If you’ve been following the mobile payments industry and starting to think that it’s the wave of the future, you might well have been considering investing. You’ve got a lot of choices on that front—and before I go any farther with this latest news I’ll note that this is not investment advice—and now a two year old fund is rapidly stepping up on this front: the ETMFG Prime Mobile Payments Exchange-Traded Fund (ETF).

With a growing number of operations looking to mobile payments, such a fund takes on a whole new life. A recent vote from the Metropolitan Transportation Authority (MTA) in New York City to phase out the MetroCard system and replace it with a contactless payment system is just one of the latest such moves to mobile payments. With this vote in place, users will be able to turn to a digital wallet program like Apple Pay, or a direct bank account connection, to purchase rides on public transit systems.

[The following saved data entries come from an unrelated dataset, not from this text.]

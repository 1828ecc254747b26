//! Periodic database monitoring.
//!
//! Two independent timers share one task: a connectivity probe (hourly by
//! default) and a connection-statistics report (daily by default). Failures
//! are logged and never stop the loop.

use lumina_db::DbPool;
use tokio::time::MissedTickBehavior;
use tokio_util::sync::CancellationToken;

use crate::config::MonitorIntervals;

/// Run the monitor loop until `cancel` is triggered.
pub async fn run(pool: DbPool, intervals: MonitorIntervals, cancel: CancellationToken) {
    tracing::info!(
        probe_interval_secs = intervals.probe.as_secs(),
        stats_interval_secs = intervals.stats.as_secs(),
        "Database monitor started"
    );

    let mut probe = tokio::time::interval(intervals.probe);
    probe.set_missed_tick_behavior(MissedTickBehavior::Delay);
    let mut stats = tokio::time::interval(intervals.stats);
    stats.set_missed_tick_behavior(MissedTickBehavior::Delay);

    loop {
        tokio::select! {
            _ = cancel.cancelled() => {
                tracing::info!("Database monitor stopping");
                break;
            }
            _ = probe.tick() => check_connectivity(&pool).await,
            _ = stats.tick() => report_stats(&pool).await,
        }
    }
}

async fn check_connectivity(pool: &DbPool) {
    match lumina_db::health_check(pool).await {
        Ok(()) => tracing::info!("Database monitor: connection healthy"),
        Err(e) => tracing::error!(error = %e, "Database monitor: connection check failed"),
    }
}

async fn report_stats(pool: &DbPool) {
    match lumina_db::connection_stats(pool).await {
        Ok(stats) => {
            let total: i64 = stats.iter().map(|s| s.connections).sum();
            for stat in &stats {
                tracing::info!(
                    state = %stat.state,
                    connections = stat.connections,
                    "Database monitor: server connections"
                );
            }
            tracing::info!(
                server_connections = total,
                pool_size = pool.size(),
                pool_idle = pool.num_idle(),
                "Database monitor: connection statistics"
            );
        }
        Err(e) => tracing::error!(error = %e, "Database monitor: statistics query failed"),
    }
}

That puts some real firepower behind an operation like the ETFMG Prime Mobile Payments fund, and with 34 holdings in its control, 5.6 million shares outstanding, and total net assets of just over $187.2 million. It currently trades on the NYSE Arca, at last report, and has been gathering steam since July of 2015.

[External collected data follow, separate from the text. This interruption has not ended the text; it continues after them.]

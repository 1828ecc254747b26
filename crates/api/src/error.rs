use axum::http::StatusCode;
use axum::response::{IntoResponse, Response};
use lumina_core::error::CoreError;
use serde_json::json;

/// Application-level error type for HTTP handlers.
///
/// Wraps [`CoreError`] for domain errors and adds HTTP-specific variants.
/// Every variant renders as `{"status": <u16>, "code": "...", "message": "..."}`.
#[derive(Debug, thiserror::Error)]
pub enum AppError {
    /// A domain-level error from `lumina_core`.
    #[error(transparent)]
    Core(#[from] CoreError),

    /// A database error from sqlx.
    #[error("Database error: {0}")]
    Database(#[from] sqlx::Error),

    /// A bad request with a human-readable message.
    #[error("Bad request: {0}")]
    BadRequest(String),

    /// An internal error with a human-readable message.
    #[error("Internal error: {0}")]
    InternalError(String),
}

/// Convenience type alias for handler return values.
pub type AppResult<T> = Result<T, AppError>;

impl AppError {
    pub fn unauthorized(msg: impl Into<String>) -> Self {
        Self::Core(CoreError::Unauthorized(msg.into()))
    }

    pub fn forbidden(msg: impl Into<String>) -> Self {
        Self::Core(CoreError::Forbidden(msg.into()))
    }
}

impl IntoResponse for AppError {
    fn into_response(self) -> Response {
        let (status, code, message) = match &self {
            AppError::Core(core) => match core {
                CoreError::NotFound { .. } => {
                    (StatusCode::NOT_FOUND, "NOT_FOUND", core.to_string())
                }
                CoreError::Validation(msg) => {
                    (StatusCode::BAD_REQUEST, "VALIDATION_ERROR", msg.clone())
                }
                CoreError::Conflict(msg) => (StatusCode::CONFLICT, "CONFLICT", msg.clone()),
                CoreError::Unauthorized(msg) => {
                    (StatusCode::UNAUTHORIZED, "UNAUTHORIZED", msg.clone())
                }
                CoreError::Forbidden(msg) => (StatusCode::FORBIDDEN, "FORBIDDEN", msg.clone()),
                CoreError::Internal(msg) => {
                    tracing::error!(error = %msg, "Internal core error");
                    internal()
                }
            },

            AppError::Database(err) => classify_sqlx_error(err),

            AppError::BadRequest(msg) => (StatusCode::BAD_REQUEST, "BAD_REQUEST", msg.clone()),
            AppError::InternalError(msg) => {
                tracing::error!(error = %msg, "Internal error");
                internal()
            }
        };

        error_response(status, code, message)
    }
}

/// Render the shared error body.
pub fn error_response(status: StatusCode, code: &str, message: String) -> Response {
    let body = json!({
        "status": status.as_u16(),
        "code": code,
        "message": message,
    });
    (status, axum::Json(body)).into_response()
}

fn internal() -> (StatusCode, &'static str, String) {
    (
        StatusCode::INTERNAL_SERVER_ERROR,
        "INTERNAL_ERROR",
        "An internal error occurred".to_string(),
    )
}

/// Classify a sqlx error into an HTTP status, error code, and message.
///
/// - `RowNotFound` maps to 404.
/// - Unique violations on a `uq_*` constraint map to 409.
/// - Everything else maps to 500 with a sanitized message.
fn classify_sqlx_error(err: &sqlx::Error) -> (StatusCode, &'static str, String) {
    match err {
        sqlx::Error::RowNotFound => (
            StatusCode::NOT_FOUND,
            "NOT_FOUND",
            "Resource not found".to_string(),
        ),
        sqlx::Error::Database(db_err) => {
            // PostgreSQL unique_violation
            if db_err.code().as_deref() == Some("23505") {
                let constraint = db_err.constraint().unwrap_or("unknown");
                if constraint.starts_with("uq_") {
                    return (
                        StatusCode::CONFLICT,
                        "CONFLICT",
                        conflict_message(constraint),
                    );
                }
            }
            tracing::error!(error = %db_err, "Database error");
            internal()
        }
        other => {
            tracing::error!(error = %other, "Database error");
            internal()
        }
    }
}

fn conflict_message(constraint: &str) -> String {
    match constraint {
        "uq_users_username" => "Username already exists".to_string(),
        "uq_users_email" => "Email already exists".to_string(),
        other => format!("Duplicate value violates unique constraint: {other}"),
    }
}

While the ETFMG Prime Mobile Payments fund may not be the investment vehicle of choice for at least some investors out there, it underscores one point surprisingly well: this is not a fad. Granted, mobile payments in general are still a fairly young technology on some fronts, having really only started to pick up with the arrival of Apple Pay roughly three years ago. It’s still a new field, but there’s been a lot of growth.

The idea that some would want to invest in this growing market, therefore, isn’t out of line, and a comparatively simple operation like an ETF stepping in to offer a way to get behind that growth just makes sense. With New York’s public transit looking to take on mobile payments, mobile payments firms like Alipay going increasingly global and an array of merchants looking to get in on the action, it’s clear that mobile payments are a technology that’s here to stay.